A new form of gang is regrouping in Miami for the same reasons banks and telecommunication firms set up shop here: It's a multicultural city and a gateway to South America. "In the Eighties, Puerto Rican gangs, Cubans, Mexicans wouldn't take anyone outside their own ethnic group," says Miami Police Detective Carmona, "till they realized that by joining together, they could infiltrate more businesses in more countries and neighborhoods." Now there are Miami gangs in which Anglos, blacks, and Latins mix. (Ernesto's grandparents were Cuban-born. Hector's parents were Mexican.) Now all bibles, even those of predominantly Latin gangs, are written in English to avoid confusion over idioms and dialects. Like air-traffic controllers, gangsters need an official language. The International Posse's bible even offers helpful hints in the preface for gangsters who've never opened a book: "IPs are not supposed to read the next page of his bible until the page he is reading is pretty much down packed."

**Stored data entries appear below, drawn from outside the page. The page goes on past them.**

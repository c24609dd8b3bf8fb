use crate::pipeline::Stage;
use std::path::PathBuf;
use thiserror::Error;

#[derive(Debug, Error)]
pub enum BuildError {
    #[error("Prerequisite missing: {0}")]
    PrerequisiteMissing(String),

    #[error("`{command}` failed with {status}:\n{output}")]
    ToolFailed {
        command: String,
        status: String,
        output: String,
    },

    #[error("Failed to parse {artifact}: {message}")]
    DataFormat { artifact: String, message: String },

    #[error("Missing label: {0}")]
    MissingLabel(String),

    #[error("Invalid build configuration: {0}")]
    InvalidConfig(String),

    #[error("Filesystem export failed: {0}")]
    Export(String),

    #[error("Artifact not found: {0}")]
    ArtifactNotFound(PathBuf),

    #[error("Docker connection error: {0}")]
    DockerConnection(#[from] bollard::errors::Error),

    #[error("JSON error: {0}")]
    Json(#[from] serde_json::Error),

    #[error("IO error: {0}")]
    Io(#[from] std::io::Error),

    #[error("Background task failed: {0}")]
    Task(#[from] tokio::task::JoinError),

    #[error("{stage} stage failed: {source}")]
    Stage {
        stage: Stage,
        #[source]
        source: Box<BuildError>,
    },
}

impl BuildError {
    pub fn data_format(artifact: impl Into<String>, message: impl ToString) -> Self {
        BuildError::DataFormat {
            artifact: artifact.into(),
            message: message.to_string(),
        }
    }

    /// Stage the error was raised in, when it came out of the pipeline
    pub fn stage(&self) -> Option<Stage> {
        match self {
            BuildError::Stage { stage, .. } => Some(*stage),
            _ => None,
        }
    }

    /// Innermost error, unwrapping the stage context
    pub fn root(&self) -> &BuildError {
        match self {
            BuildError::Stage { source, .. } => source.root(),
            other => other,
        }
    }

    /// User facing message with a hint on how to fix the problem
    pub fn user_message(&self) -> String {
        match self {
            BuildError::Stage { stage, source } => {
                format!("{} stage failed\n\n{}", stage, source.user_message())
            }
            BuildError::PrerequisiteMissing(msg) => {
                format!(
                    "{}\n\
                     \n\
                     The Dockerfile generation stage must record the Flatpak source\n\
                     in the workflow state before this stage runs.",
                    msg
                )
            }
            BuildError::ToolFailed {
                command,
                status,
                output,
            } => {
                format!(
                    "External command failed ({}):\n  {}\n\nOutput:\n{}",
                    status, command, output
                )
            }
            BuildError::MissingLabel(label) => {
                format!(
                    "Required label '{}' is not set.\n\
                     \n\
                     Add it to the Dockerfile, for example:\n\
                        LABEL {}=\"...\"",
                    label, label
                )
            }
            _ => format!("{}", self),
        }
    }
}

pub type Result<T> = std::result::Result<T, BuildError>;
//! flatpub configuration
//!
//! Locates and loads the YAML configuration that controls how a Flatpak
//! filesystem export is turned into an OCI image and published to local
//! container storage.

pub mod error;

pub use error::*;

use serde::{Deserialize, Serialize};
use std::fmt;
use std::path::{Path, PathBuf};

/// Environment variable holding a direct path to the config file
pub const CONFIG_ENV: &str = "FLATPUB_CONFIG";

const CANDIDATES: [&str; 3] = ["flatpub.local.yaml", "flatpub.yaml", ".flatpub.yaml"];

/// Where Flatpak metadata is recorded in the generated OCI image
#[derive(Debug, Clone, Copy, Default, PartialEq, Eq, Serialize, Deserialize)]
#[serde(rename_all = "snake_case")]
pub enum FlatpakMetadata {
    #[default]
    Annotations,
    Labels,
    Both,
}

impl fmt::Display for FlatpakMetadata {
    fn fmt(&self, f: &mut fmt::Formatter<'_>) -> fmt::Result {
        match self {
            FlatpakMetadata::Annotations => write!(f, "annotations"),
            FlatpakMetadata::Labels => write!(f, "labels"),
            FlatpakMetadata::Both => write!(f, "both"),
        }
    }
}

/// External program that assembles the Flatpak OCI image
#[derive(Debug, Clone, PartialEq, Serialize, Deserialize)]
#[serde(default)]
pub struct BuilderCommand {
    pub program: String,
    pub args: Vec<String>,
}

impl Default for BuilderCommand {
    fn default() -> Self {
        Self {
            program: "flatpak-module".to_string(),
            args: Vec::new(),
        }
    }
}

/// Retry policy applied to external tool invocations
#[derive(Debug, Clone, PartialEq, Serialize, Deserialize)]
#[serde(default)]
pub struct RetrySettings {
    pub max_attempts: u32,
    pub initial_delay_ms: u64,
    pub max_delay_ms: u64,
    pub backoff_multiplier: f64,
}

impl Default for RetrySettings {
    fn default() -> Self {
        Self {
            max_attempts: 3,
            initial_delay_ms: 1_000,
            max_delay_ms: 30_000,
            backoff_multiplier: 2.0,
        }
    }
}

#[derive(Debug, Clone, PartialEq, Serialize, Deserialize)]
#[serde(default)]
pub struct FlatpubConfig {
    /// containers/image transport used as the copy destination
    pub storage_transport: String,
    pub flatpak_metadata: FlatpakMetadata,
    /// Path inside the exported filesystem holding the Flatpak build tree
    pub extraction_path: String,
    /// skopeo executable
    pub skopeo: String,
    pub builder: BuilderCommand,
    pub retry: RetrySettings,
}

impl Default for FlatpubConfig {
    fn default() -> Self {
        Self {
            storage_transport: "containers-storage".to_string(),
            flatpak_metadata: FlatpakMetadata::default(),
            extraction_path: "var/tmp/flatpak-build".to_string(),
            skopeo: "skopeo".to_string(),
            builder: BuilderCommand::default(),
            retry: RetrySettings::default(),
        }
    }
}

impl FlatpubConfig {
    /// Load and validate a config file
    pub fn load(path: &Path) -> Result<Self> {
        if !path.exists() {
            return Err(ConfigError::NotFound(path.to_path_buf()));
        }

        let content = std::fs::read_to_string(path)?;
        let config: FlatpubConfig =
            serde_yaml::from_str(&content).map_err(|source| ConfigError::Parse {
                path: path.to_path_buf(),
                source,
            })?;
        config.validate()?;

        tracing::debug!("Loaded config from {}", path.display());
        Ok(config)
    }

    /// Load the discovered config file, falling back to defaults when none exists
    pub fn load_or_default() -> Result<Self> {
        match find_config_file()? {
            Some(path) => Self::load(&path),
            None => {
                tracing::debug!("No config file found, using defaults");
                Ok(Self::default())
            }
        }
    }

    pub fn validate(&self) -> Result<()> {
        if self.storage_transport.trim().is_empty() {
            return Err(ConfigError::Invalid(
                "storage_transport must not be empty".to_string(),
            ));
        }
        if self.extraction_path.starts_with('/') {
            return Err(ConfigError::Invalid(format!(
                "extraction_path must be relative to the filesystem root: {}",
                self.extraction_path
            )));
        }
        if self.builder.program.trim().is_empty() {
            return Err(ConfigError::Invalid(
                "builder.program must not be empty".to_string(),
            ));
        }
        if self.retry.max_attempts == 0 {
            return Err(ConfigError::Invalid(
                "retry.max_attempts must be at least 1".to_string(),
            ));
        }
        if self.retry.backoff_multiplier < 1.0 {
            return Err(ConfigError::Invalid(format!(
                "retry.backoff_multiplier must be >= 1.0, got {}",
                self.retry.backoff_multiplier
            )));
        }
        Ok(())
    }
}

/// Find the flatpub config file
///
/// Search order:
/// 1. `FLATPUB_CONFIG` environment variable (direct path)
/// 2. Current directory: flatpub.local.yaml, flatpub.yaml, .flatpub.yaml
/// 3. `./.flatpub/` directory, same order
/// 4. `~/.config/flatpub/config.yaml`
///
/// Returns `Ok(None)` when nothing is found.
pub fn find_config_file() -> Result<Option<PathBuf>> {
    if let Ok(config_path) = std::env::var(CONFIG_ENV) {
        let path = PathBuf::from(config_path);
        if path.exists() {
            return Ok(Some(path));
        }
        return Err(ConfigError::NotFound(path));
    }

    let current_dir = std::env::current_dir()?;

    for filename in &CANDIDATES {
        let path = current_dir.join(filename);
        if path.exists() {
            return Ok(Some(path));
        }
    }

    let local_dir = current_dir.join(".flatpub");
    if local_dir.is_dir() {
        for filename in &CANDIDATES {
            let path = local_dir.join(filename);
            if path.exists() {
                return Ok(Some(path));
            }
        }
    }

    if let Some(config_dir) = dirs::config_dir() {
        let global_config = config_dir.join("flatpub").join("config.yaml");
        if global_config.exists() {
            return Ok(Some(global_config));
        }
    }

    Ok(None)
}
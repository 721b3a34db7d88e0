// SPDX-License-Identifier: Apache-2.0 OR MIT
// Copyright (c) 2025-2026 connlayout contributors

//! Field access through cached offsets.
//!
//! [`FieldToken`] is the safe entry point: it can only be issued by a sealed
//! [`LayoutRegistry`](crate::LayoutRegistry) after the wrapper and field
//! types were checked, and it is bound to both types at compile time, so an
//! offset can never be applied to the wrong wrapper.
//!
//! [`access`] / [`access_mut`] are the raw primitives underneath. They are
//! `unsafe` and exist for callers that hold a bare [`FieldLayout`].

use crate::layout::{FieldKind, FieldLayout, Layout};
use std::any::TypeId;
use std::fmt;
use std::marker::PhantomData;
use std::ptr;

/// Reconstruct `&F` from a wrapper reference and a cached field layout.
///
/// No lookup and no type check happen here in release builds.
///
/// # Safety
///
/// `layout` must have been produced by `W::describe()` for a field whose
/// declared type is exactly `F`. Debug builds assert the `TypeId`s.
#[inline]
pub unsafe fn access<'a, W: 'static, F: 'static>(instance: &'a W, layout: &FieldLayout) -> &'a F {
    debug_assert_eq!(layout.owner, TypeId::of::<W>(), "layout owner mismatch");
    debug_assert_eq!(layout.field_type, TypeId::of::<F>(), "field type mismatch");

    let base = ptr::from_ref(instance).cast::<u8>();
    // SAFETY: caller guarantees an `F` lives at `offset_bytes` inside `W`;
    // the resulting pointer stays within `instance` and borrows it for 'a.
    unsafe { &*base.add(layout.offset_bytes).cast::<F>() }
}

/// Mutable counterpart of [`access`].
///
/// # Safety
///
/// Same contract as [`access`].
#[inline]
pub unsafe fn access_mut<'a, W: 'static, F: 'static>(
    instance: &'a mut W,
    layout: &FieldLayout,
) -> &'a mut F {
    debug_assert_eq!(layout.owner, TypeId::of::<W>(), "layout owner mismatch");
    debug_assert_eq!(layout.field_type, TypeId::of::<F>(), "field type mismatch");

    let base = ptr::from_mut(instance).cast::<u8>();
    // SAFETY: see `access`; exclusivity is inherited from `&'a mut W`.
    unsafe { &mut *base.add(layout.offset_bytes).cast::<F>() }
}

/// Typed, pre-validated accessor for one field of wrapper `W`.
///
/// Issued by [`LayoutRegistry::token`](crate::LayoutRegistry::token).
/// `Copy`, `Send` and `Sync`: resolve once at startup, share with every
/// connection handler.
pub struct FieldToken<W, F> {
    offset: usize,
    name: &'static str,
    kind: FieldKind,
    _marker: PhantomData<fn(&W) -> &F>,
}

impl<W: Layout, F: 'static> FieldToken<W, F> {
    /// # Safety
    ///
    /// `layout` must describe a field of type `F` inside `W`
    /// (owner and field `TypeId`s already checked by the caller).
    pub(crate) unsafe fn from_layout(layout: &FieldLayout) -> Self {
        debug_assert_eq!(layout.owner, TypeId::of::<W>());
        debug_assert_eq!(layout.field_type, TypeId::of::<F>());
        Self {
            offset: layout.offset_bytes,
            name: layout.name,
            kind: layout.kind,
            _marker: PhantomData,
        }
    }

    /// Borrow the field inside `instance`.
    #[inline]
    pub fn get<'a>(&self, instance: &'a W) -> &'a F {
        let base = ptr::from_ref(instance).cast::<u8>();
        // SAFETY: tokens are only built from layouts verified to place an `F`
        // at `offset` inside `W` (see `from_layout`).
        unsafe { &*base.add(self.offset).cast::<F>() }
    }

    /// Mutably borrow the field inside `instance`.
    #[inline]
    pub fn get_mut<'a>(&self, instance: &'a mut W) -> &'a mut F {
        let base = ptr::from_mut(instance).cast::<u8>();
        // SAFETY: as in `get`; `&'a mut W` makes the field borrow exclusive.
        unsafe { &mut *base.add(self.offset).cast::<F>() }
    }

    /// Compute the field address from a raw wrapper address.
    ///
    /// Never dereferences. The result is only meaningful while `base`
    /// points at a live `W`.
    #[inline]
    pub fn project(&self, base: *const W) -> *const F {
        base.cast::<u8>().wrapping_add(self.offset).cast::<F>()
    }

    pub const fn offset(&self) -> usize {
        self.offset
    }

    pub const fn name(&self) -> &'static str {
        self.name
    }

    pub const fn kind(&self) -> FieldKind {
        self.kind
    }
}

impl<W, F> Clone for FieldToken<W, F> {
    fn clone(&self) -> Self {
        *self
    }
}

impl<W, F> Copy for FieldToken<W, F> {}

impl<W: Layout, F> fmt::Debug for FieldToken<W, F> {
    fn fmt(&self, f: &mut fmt::Formatter<'_>) -> fmt::Result {
        f.debug_struct("FieldToken")
            .field("type", &W::TYPE_NAME)
            .field("field", &self.name)
            .field("offset", &self.offset)
            .field("kind", &self.kind)
            .finish()
    }
}
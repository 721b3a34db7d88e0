// SPDX-License-Identifier: Apache-2.0 OR MIT
// Copyright (c) 2025-2026 connlayout contributors

//! One-time publication of a sealed registry.
//!
//! `RegistryCell` is the synchronization point between the startup thread
//! that populates the registry and the connection handlers that read it.
//! Publication goes through `OnceLock`, so every reader that observes the
//! registry observes all of it.

use super::LayoutRegistry;
use crate::error::{Error, Result};
use std::sync::OnceLock;

static GLOBAL: RegistryCell = RegistryCell::new();

/// Lifecycle state of a registry cell.
#[derive(Debug, Clone, Copy, PartialEq, Eq)]
pub enum RegistryState {
    /// Nothing published; lookups are not permitted.
    Uninitialized,
    /// A sealed registry is published and readable from any thread.
    Ready,
}

/// Write-once slot holding a sealed [`LayoutRegistry`].
pub struct RegistryCell {
    inner: OnceLock<LayoutRegistry>,
}

impl RegistryCell {
    #[must_use]
    pub const fn new() -> Self {
        Self {
            inner: OnceLock::new(),
        }
    }

    /// Publish `registry`. Fails with `Error::AlreadyPublished` if the cell
    /// is already `Ready`; the published registry is never replaced.
    pub fn publish(&self, registry: LayoutRegistry) -> Result<&LayoutRegistry> {
        let types = registry.len();
        self.inner
            .set(registry)
            .map_err(|_| Error::AlreadyPublished)?;
        log::info!("[registry] published layout registry ({} types)", types);
        self.get()
    }

    /// Published registry, or `Error::NotReady`.
    #[inline]
    pub fn get(&self) -> Result<&LayoutRegistry> {
        self.inner.get().ok_or(Error::NotReady)
    }

    /// Return the published registry, building and publishing it first if
    /// needed. If two threads race, one registry wins and the other is
    /// dropped; both observe the winner. A failed build is reported only
    /// while the cell is still empty.
    pub fn get_or_publish<F>(&self, build: F) -> Result<&LayoutRegistry>
    where
        F: FnOnce() -> Result<LayoutRegistry>,
    {
        if let Some(registry) = self.inner.get() {
            return Ok(registry);
        }

        let registry = match build() {
            Ok(registry) => registry,
            // Another thread may have published while this build ran.
            Err(err) => {
                return match self.inner.get() {
                    Some(registry) => {
                        log::warn!(
                            "[registry] build failed after publication, keeping the published registry: {}",
                            err
                        );
                        Ok(registry)
                    }
                    None => Err(err),
                }
            }
        };
        if self.inner.set(registry).is_err() {
            log::warn!("[registry] concurrent publication, keeping the first registry");
        }
        self.get()
    }

    pub fn state(&self) -> RegistryState {
        if self.inner.get().is_some() {
            RegistryState::Ready
        } else {
            RegistryState::Uninitialized
        }
    }
}

impl Default for RegistryCell {
    fn default() -> Self {
        Self::new()
    }
}

impl std::fmt::Debug for RegistryCell {
    fn fmt(&self, f: &mut std::fmt::Formatter<'_>) -> std::fmt::Result {
        f.debug_struct("RegistryCell")
            .field("state", &self.state())
            .finish()
    }
}

/// Publish the process-wide registry. Call once at startup, before
/// accepting connections.
pub fn install(registry: LayoutRegistry) -> Result<&'static LayoutRegistry> {
    GLOBAL.publish(registry)
}

/// Process-wide registry, or `Error::NotReady` before [`install`].
#[inline]
pub fn global() -> Result<&'static LayoutRegistry> {
    GLOBAL.get()
}

pub fn global_state() -> RegistryState {
    GLOBAL.state()
}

The mostly Puerto Rican Latin Kings of Chicago and New York scorned Central Americans. But in 1995 flyers advertising King Tone's new vision for the Latin Kings were plastered on light poles from Little Havana to Sweetwater. One retired Latin King kept a flyer out of curiosity. It reads: "All Latins must join in the unity of Kingism of the Latin King Nation to receive grace."

Arrests occurred after crown tags -- with tornado clouds added -- were scrawled on Salvadoran storefront churches. Florida's House of Worship Protection Act of 1982 made defacing a church, temple, or mosque a third-degree felony. No one believed the tag artists' claims that they were exercising their religious freedom by proselytizing in the only way their audience could comprehend.

"Well, if wall art is all their congregation understands, they should leave genuine sacred places alone and write on a 7-Eleven wall," says Art Teitelbaum, Southern area director of the Anti-Defamation League, who helped draft the House of Worship Protection Act.

A 7-Eleven isn't a big enough canvas. Several Miami gangs illustrate their histories on the walls of a cluster of abandoned buildings near NW Seventh Street and 49th Avenue, not far from Miami International Airport. Before Hector's alcoholism forced him to drop out of his Brooklyn high school five years ago ("Some teachers get mad if you drink sitting in class"), he was in a program for gifted art students. King wannabes scan his mural, which covers one wall inside a hangar-shaped warehouse separated from 49th Street by an empty fenced lot.

The pictures illustrate a few scraps of the Latin Kings' prison folktale. Ernesto and Hector use it when dealing with ex-convicts who haven't found a god they want to obey in any house of worship. From the left, it starts with the image of a beautiful young woman with black braids alone on a mountain. She is the first Queen of the Latin Nation, which ruled the early days of Earth. Sadly she gazes at the nation's white palaces tended by white and black courtiers, surrounded by orchids, roses, coconut palms, and green lawns -- as prostitutes, drunks, killers, and crack dealers invade the landscape. The next scene depicts a tidal wave, sent as punishment by the nation's first King to drown the sinners.

The sole survivors of the tidal wave are wan children who clutch at their throats, for the storm has torn away their voices. The King allows his wife to feed each child a cake decorated with the crown and heart symbols. "She gave the Latins' voices back so's they'd stay alive, but the punishment is no one listens to them," Hector explains. "The King bible says our hearts stay black from sadness till we come together and work to make the world pure again."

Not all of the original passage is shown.